Notre expérience nous montre — et l'actuelle campagne pour la laïcité en serait une preuve flagrante — que le corps des instituteurs reste marqué par une exceptionnelle conscience de sa dignité et de sa fonction. Mais il faut reconnaître aussi qu'on doit avoir chez nous l'idéal chevillé au corps, pour qu’il résiste à tous ces éléments coalisés contre notre foi et notre dévouement.

Il y aurait une statistique à faire sur les deux aspects de notre métier : celui de l'instituteur de village ou de petite ville, exerçant dans des conditions au moins humaines, dans le silence et la paix d'un milieu riche et aidant, avec un nombre d’élèves normal, et l’instituteur des groupes de villes à classes multiples, où règne le travail à la chaîne, dans des locaux insuffisants et surchargés.

Dans la première série — celle où se recrutent nos adhérents — la proportion des maîtres passionnés à leur travail serait de l’ordre de 60 à 80 %. Cette proportion s’abaissera à 10 ou 20 % dans la deuxième série des écoles inhumaines.

La qualité personnelle des maîtres ne saurait être mise en cause, mais seulement les conditions d'exercice de leur fonction.

Quand les bons ouvriers de la première zone — nos adhérents — s’en vont dans une école-caserne de la ville, ou que l’aggravation démographique surcharge catastrophiquement leur classe, ils deviennent presque automatiquement des fonctionnaires de la deuxième zone. Et ils nous en disent bien souvent leur amère détresse.

L’inverse est d'ailleurs juste, tant du moins que les maîtres n’ont pas été irrévocablement marqués par le travail à la chaîne déshumanisé, il suffit bien souvent de réduire le nombre des élèves, de ressouder les équipes, d’améliorer le milieu, de moderniser l'outillage pour que les éducateurs de la deuxième zone repassent avec enthousiasme et dévouement dans la première zone.

Ce sont ces considérations essentielles que nous voudrions bien faire admettre à nos collègues d’abord, aux parents ensuite, aux inspecteurs et aux administrateurs enfin.

On nous a trop répété et on nous répète encore ;

« Tant vaut le maître, tant vaut l’école.
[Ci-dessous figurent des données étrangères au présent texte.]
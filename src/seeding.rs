//! Fixtures, `loaddata` and initial data producers.

pub use seedling_seeding::*;
//! # Application Registry
//!
//! Django-inspired application configuration and registry.
//!
//! Applications are enumerated in the order they were installed, which is the
//! order every management command walks them in.

use indexmap::IndexMap;
use std::path::PathBuf;
use std::sync::{Arc, Mutex, PoisonError};
use thiserror::Error;

/// Errors that can occur when working with the application registry
#[derive(Debug, Error)]
pub enum AppError {
	/// Lookup of an application label that the registry does not know.
	#[error("No installed app with label '{0}'.")]
	NotFound(String),

	#[error("Invalid application label: {0}")]
	InvalidLabel(String),

	#[error("Duplicate application label: {0}")]
	DuplicateLabel(String),

	#[error("Duplicate application name: {0}")]
	DuplicateName(String),

	#[error("Application configuration error: {0}")]
	ConfigError(String),
}

pub type AppResult<T> = Result<T, AppError>;

/// Configuration for a single application
#[derive(Clone, Debug, PartialEq, Eq)]
pub struct AppConfig {
	/// Full dotted name of the application (e.g., "cms.boxes")
	pub name: String,

	/// Short label for the application (e.g., "boxes")
	pub label: String,

	/// Filesystem path to the application, relative to the project root
	pub path: Option<String>,
}

impl AppConfig {
	/// Create a new AppConfig with required fields
	pub fn new(name: impl Into<String>, label: impl Into<String>) -> Self {
		Self {
			name: name.into(),
			label: label.into(),
			path: None,
		}
	}

	/// Create an AppConfig whose label is the last segment of the dotted name.
	///
	/// # Examples
	///
	/// ```rust
	/// use seedling_apps::AppConfig;
	///
	/// let config = AppConfig::from_name("cms.boxes");
	/// assert_eq!(config.label, "boxes");
	/// ```
	pub fn from_name(name: impl Into<String>) -> Self {
		let name = name.into();
		let label = name.rsplit('.').next().unwrap_or(&name).to_string();
		Self::new(name, label)
	}

	/// Set the path for the application.
	///
	/// The path must be relative and must not contain `..` components,
	/// null bytes or control characters, since it is later joined onto the
	/// project root to locate fixture directories.
	///
	/// # Errors
	///
	/// Returns [`AppError::ConfigError`] if the path contains disallowed
	/// sequences.
	pub fn with_path(mut self, path: impl Into<String>) -> AppResult<Self> {
		let path = path.into();
		Self::validate_path(&path)?;
		self.path = Some(path);
		Ok(self)
	}

	fn validate_path(path: &str) -> AppResult<()> {
		if path.is_empty() {
			return Err(AppError::ConfigError(
				"application path cannot be empty".to_string(),
			));
		}

		if path.contains('\0') {
			return Err(AppError::ConfigError(
				"application path must not contain null bytes".to_string(),
			));
		}

		if path.chars().any(|c| c.is_control()) {
			return Err(AppError::ConfigError(
				"application path must not contain control characters".to_string(),
			));
		}

		if path.starts_with('/') || path.starts_with('\\') {
			return Err(AppError::ConfigError(
				"application path must be relative, not absolute".to_string(),
			));
		}

		// Windows drive letters (C:\, D:/)
		if path.len() >= 2 && path.as_bytes()[0].is_ascii_alphabetic() && path.as_bytes()[1] == b':'
		{
			return Err(AppError::ConfigError(
				"application path must be relative, not absolute".to_string(),
			));
		}

		if path.split(['/', '\\']).any(|component| component == "..") {
			return Err(AppError::ConfigError(
				"application path must not contain path traversal sequences".to_string(),
			));
		}

		Ok(())
	}

	/// Validate the application label
	pub fn validate_label(&self) -> AppResult<()> {
		if self.label.is_empty() {
			return Err(AppError::InvalidLabel("Label cannot be empty".to_string()));
		}

		if !self
			.label
			.chars()
			.next()
			.map(|c| c.is_alphabetic() || c == '_')
			.unwrap_or(false)
		{
			return Err(AppError::InvalidLabel(format!(
				"Label '{}' must start with a letter or underscore",
				self.label
			)));
		}

		if !self.label.chars().all(|c| c.is_alphanumeric() || c == '_') {
			return Err(AppError::InvalidLabel(format!(
				"Label '{}' must contain only alphanumeric characters and underscores",
				self.label
			)));
		}

		Ok(())
	}
}

/// Trait for providing fixture directories
///
/// `loaddata` searches every installed application's fixture directory when
/// resolving a fixture by name.
pub trait FixturesProvider {
	/// Get the fixtures directory for this app
	///
	/// Returns None if the app does not ship fixtures
	fn fixtures_dir(&self) -> Option<PathBuf> {
		None
	}
}

impl FixturesProvider for AppConfig {
	fn fixtures_dir(&self) -> Option<PathBuf> {
		// Default: {app_path}/fixtures/
		let path = self.path.as_ref()?;
		let fixtures_path = PathBuf::from(path).join("fixtures");
		fixtures_path.is_dir().then_some(fixtures_path)
	}
}

/// Main application registry
///
/// Central registry of installed applications. Cloning the registry yields a
/// handle onto the same underlying state.
#[derive(Clone, Debug)]
pub struct Apps {
	/// Installed application names, in installation order
	installed_apps: Vec<String>,

	/// Application labels to configurations, in registration order
	app_configs: Arc<Mutex<IndexMap<String, AppConfig>>>,

	/// Application names to labels
	app_names: Arc<Mutex<IndexMap<String, String>>>,

	/// Whether the registry has been populated
	ready: Arc<Mutex<bool>>,
}

impl Apps {
	/// Create a new application registry
	pub fn new(installed_apps: Vec<String>) -> Self {
		Self {
			installed_apps,
			app_configs: Arc::new(Mutex::new(IndexMap::new())),
			app_names: Arc::new(Mutex::new(IndexMap::new())),
			ready: Arc::new(Mutex::new(false)),
		}
	}

	/// Check if the registry has been populated
	pub fn is_ready(&self) -> bool {
		*self.ready.lock().unwrap_or_else(PoisonError::into_inner)
	}

	/// Register an application configuration
	pub fn register(&self, config: AppConfig) -> AppResult<()> {
		config.validate_label()?;

		let mut configs = self
			.app_configs
			.lock()
			.unwrap_or_else(PoisonError::into_inner);
		let mut names = self
			.app_names
			.lock()
			.unwrap_or_else(PoisonError::into_inner);

		if configs.contains_key(&config.label) {
			return Err(AppError::DuplicateLabel(config.label.clone()));
		}

		if names.contains_key(&config.name) {
			return Err(AppError::DuplicateName(config.name.clone()));
		}

		tracing::debug!(app = %config.label, name = %config.name, "registered application");
		names.insert(config.name.clone(), config.label.clone());
		configs.insert(config.label.clone(), config);

		Ok(())
	}

	/// Get an application configuration by label
	///
	/// # Errors
	///
	/// Returns [`AppError::NotFound`] if no application with that label is
	/// registered.
	pub fn get_app_config(&self, label: &str) -> AppResult<AppConfig> {
		self.app_configs
			.lock()
			.unwrap_or_else(PoisonError::into_inner)
			.get(label)
			.cloned()
			.ok_or_else(|| AppError::NotFound(label.to_string()))
	}

	/// Get all registered application configurations, in registration order
	pub fn get_app_configs(&self) -> Vec<AppConfig> {
		self.app_configs
			.lock()
			.unwrap_or_else(PoisonError::into_inner)
			.values()
			.cloned()
			.collect()
	}

	/// Populate the registry from the installed application names
	///
	/// Every installed name without an explicitly registered configuration
	/// gets a default [`AppConfig`] whose label is the last dotted segment.
	/// Calling this more than once is a no-op.
	///
	/// # Examples
	///
	/// ```rust
	/// use seedling_apps::Apps;
	///
	/// let apps = Apps::new(vec!["cms.boxes".to_string()]);
	/// apps.populate().expect("Failed to populate apps");
	/// assert!(apps.get_app_config("boxes").is_ok());
	/// ```
	pub fn populate(&self) -> AppResult<()> {
		if self.is_ready() {
			return Ok(());
		}

		for app_name in &self.installed_apps {
			let already_registered = self
				.app_names
				.lock()
				.unwrap_or_else(PoisonError::into_inner)
				.contains_key(app_name);
			if already_registered {
				continue;
			}
			self.register(AppConfig::from_name(app_name.clone()))?;
		}

		*self.ready.lock().unwrap_or_else(PoisonError::into_inner) = true;
		Ok(())
	}
}

#[cfg(test)]
mod tests {
	use super::*;
	use rstest::rstest;

	#[rstest]
	fn test_from_name_derives_label() {
		let config = AppConfig::from_name("cms.pages");
		assert_eq!(config.name, "cms.pages");
		assert_eq!(config.label, "pages");

		let plain = AppConfig::from_name("boxes");
		assert_eq!(plain.label, "boxes");
	}

	#[rstest]
	#[case("")]
	#[case("1boxes")]
	#[case("box-es")]
	fn test_invalid_labels(#[case] label: &str) {
		let config = AppConfig::new("cms.boxes", label);
		assert!(matches!(
			config.validate_label(),
			Err(AppError::InvalidLabel(_))
		));
	}

	#[rstest]
	#[case("apps/boxes")]
	#[case("boxes")]
	fn test_valid_paths(#[case] path: &str) {
		let config = AppConfig::new("cms.boxes", "boxes").with_path(path).unwrap();
		assert_eq!(config.path.as_deref(), Some(path));
	}

	#[rstest]
	#[case("")]
	#[case("/etc/boxes")]
	#[case("C:\\boxes")]
	#[case("apps/../secrets")]
	#[case("apps/\0boxes")]
	fn test_rejected_paths(#[case] path: &str) {
		let result = AppConfig::new("cms.boxes", "boxes").with_path(path);
		assert!(matches!(result, Err(AppError::ConfigError(_))));
	}

	#[rstest]
	fn test_register_and_lookup() {
		let apps = Apps::new(vec![]);
		apps.register(AppConfig::new("cms.boxes", "boxes")).unwrap();

		let config = apps.get_app_config("boxes").unwrap();
		assert_eq!(config.name, "cms.boxes");
		assert_eq!(apps.get_app_configs(), vec![config]);
	}

	#[rstest]
	fn test_unknown_label_is_not_found() {
		let apps = Apps::new(vec![]);
		let err = apps.get_app_config("missing").unwrap_err();
		assert!(matches!(err, AppError::NotFound(ref label) if label == "missing"));
		assert_eq!(err.to_string(), "No installed app with label 'missing'.");
	}

	#[rstest]
	fn test_duplicate_registration_rejected() {
		let apps = Apps::new(vec![]);
		apps.register(AppConfig::new("cms.boxes", "boxes")).unwrap();

		assert!(matches!(
			apps.register(AppConfig::new("other.boxes", "boxes")),
			Err(AppError::DuplicateLabel(_))
		));
		assert!(matches!(
			apps.register(AppConfig::new("cms.boxes", "boxes2")),
			Err(AppError::DuplicateName(_))
		));
	}

	#[rstest]
	fn test_populate_preserves_installation_order() {
		let apps = Apps::new(vec![
			"cms.pages".to_string(),
			"cms.boxes".to_string(),
			"cms.accounts".to_string(),
		]);
		apps.populate().unwrap();

		let labels: Vec<_> = apps
			.get_app_configs()
			.into_iter()
			.map(|config| config.label)
			.collect();
		assert_eq!(labels, vec!["pages", "boxes", "accounts"]);
		assert!(apps.is_ready());
	}

	#[rstest]
	fn test_populate_keeps_explicit_configs() {
		let apps = Apps::new(vec!["cms.boxes".to_string()]);
		apps.register(
			AppConfig::new("cms.boxes", "boxes")
				.with_path("apps/boxes")
				.unwrap(),
		)
		.unwrap();
		apps.populate().unwrap();

		let configs = apps.get_app_configs();
		assert_eq!(configs.len(), 1);
		assert_eq!(configs[0].path.as_deref(), Some("apps/boxes"));
	}

	#[rstest]
	fn test_populate_twice_is_noop() {
		let apps = Apps::new(vec!["cms.boxes".to_string()]);
		apps.populate().unwrap();
		apps.populate().unwrap();
		assert_eq!(apps.get_app_configs().len(), 1);
	}

	#[rstest]
	fn test_fixtures_dir_requires_existing_directory() {
		let config = AppConfig::new("cms.boxes", "boxes")
			.with_path("definitely/not/here")
			.unwrap();
		assert!(config.fixtures_dir().is_none());

		let no_path = AppConfig::new("cms.pages", "pages");
		assert!(no_path.fixtures_dir().is_none());
	}
}
//! Application configuration and registry.
//!
//! ```rust
//! use seedling::apps::Apps;
//!
//! let apps = Apps::new(vec!["cms.boxes".to_string()]);
//! apps.populate().unwrap();
//! assert!(apps.get_app_config("boxes").is_ok());
//! ```

pub use seedling_apps::*;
Ce qui n’est pas faux en soi, théoriquement. Mais, techniquement, l'inverse est tout aussi vrai : tant vaut l'Ecole, tant vaut l'Educateur.

On dit aussi, avec un peu de vérité : « Tant vaut l'éducateur, tant vaut la méthode ; tant vaut l'ouvrier, tant vaut l'outil ! Mais nous retournons la formule pour affirmer qu'aussi bien « Tant vaut la méthode, tant vaut l'éducateur, et que le bon outil contribue à faire le bon ouvrier ».

On nous a trop moralisés, jusqu'à nous faire croire que nous détenions à nous seuls les clefs du problème scolaire. Nous nous rendons compte au contraire, à la pratique, que notre élan s'émousse, que l'intérêt que nous portons à notre tâche va se détériorant, quand les conditions de notre travail compromettent le rendement de nos efforts — et qu'au contraire notre enthousiasme se décuple, que notre foi se rallume quand notre travail devient lui-même plus efficient.

Le même homme peut être, selon les conditions de travail, l'instituteur qui se donne à 100 % à sa tâche, oubliant la récréation et n'entendant point sonner la cloche de sortie, soucieux de mieux connaître ses élèves dans leur milieu, pour mieux les aider et mieux les aimer, ou le fonctionnaire indifférent, qui vend de la pédagogie comme des postiers vendent leurs timbres, sceptique à jamais sur les vertus de ses enseignements, dégoûté de l'effort, blasé sur l'utilité des sacrifices.

Pour l’un, la classe sera un exaltant élément de vie, pour l'autre elle sera une malédiction.

*

Nous laisserons aux psychologues, aux sociologues et aux moralistes le soin de discuter sur l'amélioration des hommes, pris dans leur fonction d'hommes.

Nous nous attachons, nous, à modifier le milieu, nos conditions de travail, les outils et les techniques, nous réclamons de meilleurs salaires, des créations et des constructions d’Ecoles, de l'air, du soleil et de l’espace. Nous améliorons techniquement notre travail scolaire afin de retrouver les forces de vie sur lesquelles nous appuierons notre pédagogie.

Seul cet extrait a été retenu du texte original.